Hypnosis is a mental state of highly focused concentration, diminished peripheral awareness, and heightened suggestibility. There are numerous techniques that experts employ for inducing such a state. Capitalizing on the power of suggestion, hypnosis is often used to help people relax, to diminish the sensation of pain, or to facilitate some desired behavioral change.
Therapists bring about hypnosis (also referred to as hypnotherapy or hypnotic suggestion) with the help of mental imagery and soothing verbal repetition that ease the patient into a trance-like state. Once relaxed, patients’ minds are more open to transformative messages.

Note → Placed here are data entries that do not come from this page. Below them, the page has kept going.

// ==============================================================================
// models.rs - Annotation, Sample and Report Data Models
// ==============================================================================
// Description: Typed rows for PharmGKB annotation tables, genotype samples and
//              the drug-response report
// Author: gero-drugs contributors
// Created: 2026-10-16
// Modified: 2026-10-16
// Version: 1.0.0
// ==============================================================================
// Column names are the literal PharmGKB headers ("Drug(s)",
// "Variant/Haplotypes", ...). Empty TSV fields deserialize to None for
// Option<T> fields and to "" for plain String fields.
// ==============================================================================

use serde::{Deserialize, Serialize};

pub const COL_ANNOTATION_ID: &str = "Variant Annotation ID";
pub const COL_VARIANT: &str = "Variant/Haplotypes";
pub const COL_DRUGS: &str = "Drug(s)";
pub const COL_PHENOTYPE_CATEGORY: &str = "Phenotype Category";
pub const COL_SIGNIFICANCE: &str = "Significance";
pub const COL_SENTENCE: &str = "Sentence";
pub const COL_ALLELE_CASES: &str = "Allele Of Frequency In Cases";
pub const COL_ALLELE_CONTROLS: &str = "Allele Of Frequency In Controls";
pub const COL_P_VALUE: &str = "P Value";
pub const COL_RATIO_STAT_TYPE: &str = "Ratio Stat Type";
pub const COL_RATIO_STAT: &str = "Ratio Stat";
pub const COL_CI_START: &str = "Confidence Interval Start";
pub const COL_CI_STOP: &str = "Confidence Interval Stop";
pub const COL_REF: &str = "ref";
pub const COL_ALT: &str = "alt";
pub const COL_EFFECT: &str = "Effect";

/// Columns projected from the variant-drug annotation table
pub const VAR_DRUG_COLUMNS: &[&str] = &[
    COL_ANNOTATION_ID,
    COL_VARIANT,
    COL_DRUGS,
    COL_PHENOTYPE_CATEGORY,
    COL_SIGNIFICANCE,
    COL_SENTENCE,
];

/// Columns projected from the study parameters table
pub const STUDY_PARAMETER_COLUMNS: &[&str] = &[
    COL_ANNOTATION_ID,
    COL_ALLELE_CASES,
    COL_ALLELE_CONTROLS,
    COL_P_VALUE,
    COL_RATIO_STAT_TYPE,
    COL_RATIO_STAT,
    COL_CI_START,
    COL_CI_STOP,
];

/// Columns of the joined annotation table, in output order
pub const ANNOTATION_COLUMNS: &[&str] = &[
    COL_ANNOTATION_ID,
    COL_VARIANT,
    COL_DRUGS,
    COL_PHENOTYPE_CATEGORY,
    COL_SIGNIFICANCE,
    COL_SENTENCE,
    COL_ALLELE_CASES,
    COL_ALLELE_CONTROLS,
    COL_P_VALUE,
    COL_RATIO_STAT_TYPE,
    COL_RATIO_STAT,
    COL_CI_START,
    COL_CI_STOP,
];

/// Columns required in a genotype sample file
pub const SAMPLE_COLUMNS: &[&str] = &[COL_VARIANT, COL_REF, COL_ALT];

/// Columns of the final report, in output order
pub const REPORT_COLUMNS: &[&str] = &[
    COL_VARIANT,
    COL_DRUGS,
    COL_PHENOTYPE_CATEGORY,
    COL_SIGNIFICANCE,
    COL_SENTENCE,
    COL_ALLELE_CASES,
    COL_ALLELE_CONTROLS,
    COL_RATIO_STAT_TYPE,
    COL_EFFECT,
];

/// Projection of a row from `var_drug_ann.tsv`
#[derive(Debug, Clone, PartialEq, Serialize, Deserialize)]
pub struct VariantDrugAnnotation {
    #[serde(rename = "Variant Annotation ID")]
    pub annotation_id: String,

    /// rsID (e.g., "rs3745274") or haplotype name (e.g., "CYP2D6*4")
    #[serde(rename = "Variant/Haplotypes")]
    pub variant: String,

    #[serde(rename = "Drug(s)")]
    pub drugs: Option<String>,

    #[serde(rename = "Phenotype Category")]
    pub phenotype_category: Option<String>,

    #[serde(rename = "Significance")]
    pub significance: String,

    #[serde(rename = "Sentence")]
    pub sentence: String,
}

/// Projection of a row from `study_parameters.tsv`
#[derive(Debug, Clone, PartialEq, Serialize, Deserialize)]
pub struct StudyParameters {
    #[serde(rename = "Variant Annotation ID")]
    pub annotation_id: String,

    #[serde(rename = "Allele Of Frequency In Cases")]
    pub allele_in_cases: Option<String>,

    #[serde(rename = "Allele Of Frequency In Controls")]
    pub allele_in_controls: Option<String>,

    /// Kept verbatim, PharmGKB writes values such as "< 0.05"
    #[serde(rename = "P Value")]
    pub p_value: Option<String>,

    #[serde(rename = "Ratio Stat Type")]
    pub ratio_stat_type: Option<String>,

    #[serde(rename = "Ratio Stat")]
    pub ratio_stat: Option<f64>,

    #[serde(rename = "Confidence Interval Start")]
    pub ci_start: Option<f64>,

    #[serde(rename = "Confidence Interval Stop")]
    pub ci_stop: Option<f64>,
}

/// Joined annotation row (variant-drug annotation + study parameters)
#[derive(Debug, Clone, PartialEq, Serialize, Deserialize)]
pub struct AnnotationRecord {
    #[serde(rename = "Variant Annotation ID")]
    pub annotation_id: String,

    #[serde(rename = "Variant/Haplotypes")]
    pub variant: String,

    #[serde(rename = "Drug(s)")]
    pub drugs: Option<String>,

    #[serde(rename = "Phenotype Category")]
    pub phenotype_category: Option<String>,

    #[serde(rename = "Significance")]
    pub significance: String,

    #[serde(rename = "Sentence")]
    pub sentence: String,

    #[serde(rename = "Allele Of Frequency In Cases")]
    pub allele_in_cases: Option<String>,

    #[serde(rename = "Allele Of Frequency In Controls")]
    pub allele_in_controls: Option<String>,

    #[serde(rename = "P Value")]
    pub p_value: Option<String>,

    #[serde(rename = "Ratio Stat Type")]
    pub ratio_stat_type: Option<String>,

    #[serde(rename = "Ratio Stat")]
    pub ratio_stat: Option<f64>,

    #[serde(rename = "Confidence Interval Start")]
    pub ci_start: Option<f64>,

    #[serde(rename = "Confidence Interval Stop")]
    pub ci_stop: Option<f64>,
}

impl AnnotationRecord {
    /// Combine a variant-drug row with one of its study parameter rows
    pub fn join(annotation: &VariantDrugAnnotation, params: &StudyParameters) -> Self {
        Self {
            annotation_id: annotation.annotation_id.clone(),
            variant: annotation.variant.clone(),
            drugs: annotation.drugs.clone(),
            phenotype_category: annotation.phenotype_category.clone(),
            significance: annotation.significance.clone(),
            sentence: annotation.sentence.clone(),
            allele_in_cases: params.allele_in_cases.clone(),
            allele_in_controls: params.allele_in_controls.clone(),
            p_value: params.p_value.clone(),
            ratio_stat_type: params.ratio_stat_type.clone(),
            ratio_stat: params.ratio_stat,
            ci_start: params.ci_start,
            ci_stop: params.ci_stop,
        }
    }
}

/// Genotype call for one variant of the personal sample
#[derive(Debug, Clone, PartialEq, Serialize, Deserialize)]
pub struct SampleGenotype {
    #[serde(rename = "Variant/Haplotypes")]
    pub variant: String,

    /// Reference allele
    #[serde(rename = "ref")]
    pub ref_allele: Option<String>,

    /// Alternate allele observed for this individual
    #[serde(rename = "alt")]
    pub alt_allele: Option<String>,
}

/// One row of the drug-response report
#[derive(Debug, Clone, PartialEq, Serialize, Deserialize)]
pub struct ReportRecord {
    #[serde(rename = "Variant/Haplotypes")]
    pub variant: String,

    #[serde(rename = "Drug(s)")]
    pub drugs: Option<String>,

    #[serde(rename = "Phenotype Category")]
    pub phenotype_category: Option<String>,

    #[serde(rename = "Significance")]
    pub significance: String,

    #[serde(rename = "Sentence")]
    pub sentence: String,

    #[serde(rename = "Allele Of Frequency In Cases")]
    pub allele_in_cases: Option<String>,

    #[serde(rename = "Allele Of Frequency In Controls")]
    pub allele_in_controls: Option<String>,

    #[serde(rename = "Ratio Stat Type")]
    pub ratio_stat_type: Option<String>,

    /// Direction-corrected ratio statistic for this individual
    #[serde(rename = "Effect")]
    pub effect: Option<f64>,
}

Not everyone is equally hypnotizable. Using brain imaging techniques, researchers have found differences in patterns of brain connectivity between those who respond to hypnotic induction and those who do not. The distinction shows up in the hypnotizable as heightened co-activation between the executive control center in the prefrontal cortex and another part of the prefrontal cortex that flags the importance, or salience, of events.
The Uses of Hypnosis
Contrary to popular belief, humans stay completely awake during hypnosis and generally recall their experiences. Under the guidance of a trained health care professional, hypnosis can be used to ease pain, treat autoimmune disease, combat phobias, and break bad habits, such as drinking, smoking, gambling and overeating. Hypnosis can also help people cope with negative emotional states, like stress and anxiety, as well as pain, fatigue, insomnia, mood disorders, and more.
The Ethics of Hypnosis
Many people wonder whether a hypnotist will be able to control their mind, a feat that is not possible. Individuals who are hypnotized still have free will, and while they’re more open to suggestion, they won’t act in ways they would ordinarily find morally repugnant.